==== DATA EXTRACT
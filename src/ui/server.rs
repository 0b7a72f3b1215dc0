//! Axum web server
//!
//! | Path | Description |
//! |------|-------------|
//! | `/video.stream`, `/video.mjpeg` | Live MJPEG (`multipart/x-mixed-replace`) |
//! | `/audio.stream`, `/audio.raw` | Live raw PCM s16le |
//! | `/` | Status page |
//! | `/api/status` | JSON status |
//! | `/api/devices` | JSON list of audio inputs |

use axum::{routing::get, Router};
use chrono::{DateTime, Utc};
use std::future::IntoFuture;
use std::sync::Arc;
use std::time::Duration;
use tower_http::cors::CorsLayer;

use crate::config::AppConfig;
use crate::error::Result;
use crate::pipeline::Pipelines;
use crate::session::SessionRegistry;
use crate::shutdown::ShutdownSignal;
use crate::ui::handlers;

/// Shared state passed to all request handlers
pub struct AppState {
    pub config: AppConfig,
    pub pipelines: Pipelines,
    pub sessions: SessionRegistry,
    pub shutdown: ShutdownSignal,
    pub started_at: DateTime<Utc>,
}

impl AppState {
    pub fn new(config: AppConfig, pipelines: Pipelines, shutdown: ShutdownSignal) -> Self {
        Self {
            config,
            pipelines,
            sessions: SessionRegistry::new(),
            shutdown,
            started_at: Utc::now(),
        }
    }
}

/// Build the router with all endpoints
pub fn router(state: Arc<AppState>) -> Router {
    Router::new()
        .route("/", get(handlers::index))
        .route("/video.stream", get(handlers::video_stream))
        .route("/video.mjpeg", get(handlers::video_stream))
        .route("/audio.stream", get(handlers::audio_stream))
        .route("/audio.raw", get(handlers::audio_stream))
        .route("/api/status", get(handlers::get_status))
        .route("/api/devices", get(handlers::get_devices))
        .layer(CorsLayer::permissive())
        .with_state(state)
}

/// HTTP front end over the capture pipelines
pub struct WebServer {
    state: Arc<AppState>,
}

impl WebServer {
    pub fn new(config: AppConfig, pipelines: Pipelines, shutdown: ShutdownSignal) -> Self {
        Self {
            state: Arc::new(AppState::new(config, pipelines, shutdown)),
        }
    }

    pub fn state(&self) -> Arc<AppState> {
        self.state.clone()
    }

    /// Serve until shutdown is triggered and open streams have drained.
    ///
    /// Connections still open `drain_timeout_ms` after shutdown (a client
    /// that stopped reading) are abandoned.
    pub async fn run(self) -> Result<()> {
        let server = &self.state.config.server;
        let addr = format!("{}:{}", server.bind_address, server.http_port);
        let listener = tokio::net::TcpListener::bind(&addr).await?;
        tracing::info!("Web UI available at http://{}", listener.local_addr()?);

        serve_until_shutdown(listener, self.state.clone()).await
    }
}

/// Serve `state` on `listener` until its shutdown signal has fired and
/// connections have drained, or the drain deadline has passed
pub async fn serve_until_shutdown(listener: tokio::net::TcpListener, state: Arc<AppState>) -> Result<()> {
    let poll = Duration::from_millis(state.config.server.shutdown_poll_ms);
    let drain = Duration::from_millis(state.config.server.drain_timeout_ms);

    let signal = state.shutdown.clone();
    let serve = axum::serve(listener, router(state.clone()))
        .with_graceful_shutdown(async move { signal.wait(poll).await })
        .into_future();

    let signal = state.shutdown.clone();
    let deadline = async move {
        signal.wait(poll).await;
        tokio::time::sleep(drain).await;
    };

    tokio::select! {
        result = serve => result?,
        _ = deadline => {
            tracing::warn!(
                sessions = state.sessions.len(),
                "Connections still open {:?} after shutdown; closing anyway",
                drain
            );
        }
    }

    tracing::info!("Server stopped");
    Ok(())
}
========
==== DATA EXTRACT
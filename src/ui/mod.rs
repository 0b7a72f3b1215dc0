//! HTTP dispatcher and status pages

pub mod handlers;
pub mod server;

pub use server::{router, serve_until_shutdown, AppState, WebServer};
========
HOW TO COMPLETE THIS TASK — Among the lines above, find those with the string "filename" and copy them.

ANSWER TO THE EXERCISE —
filename src/ui/server.rs
filename src/ui/mod.rs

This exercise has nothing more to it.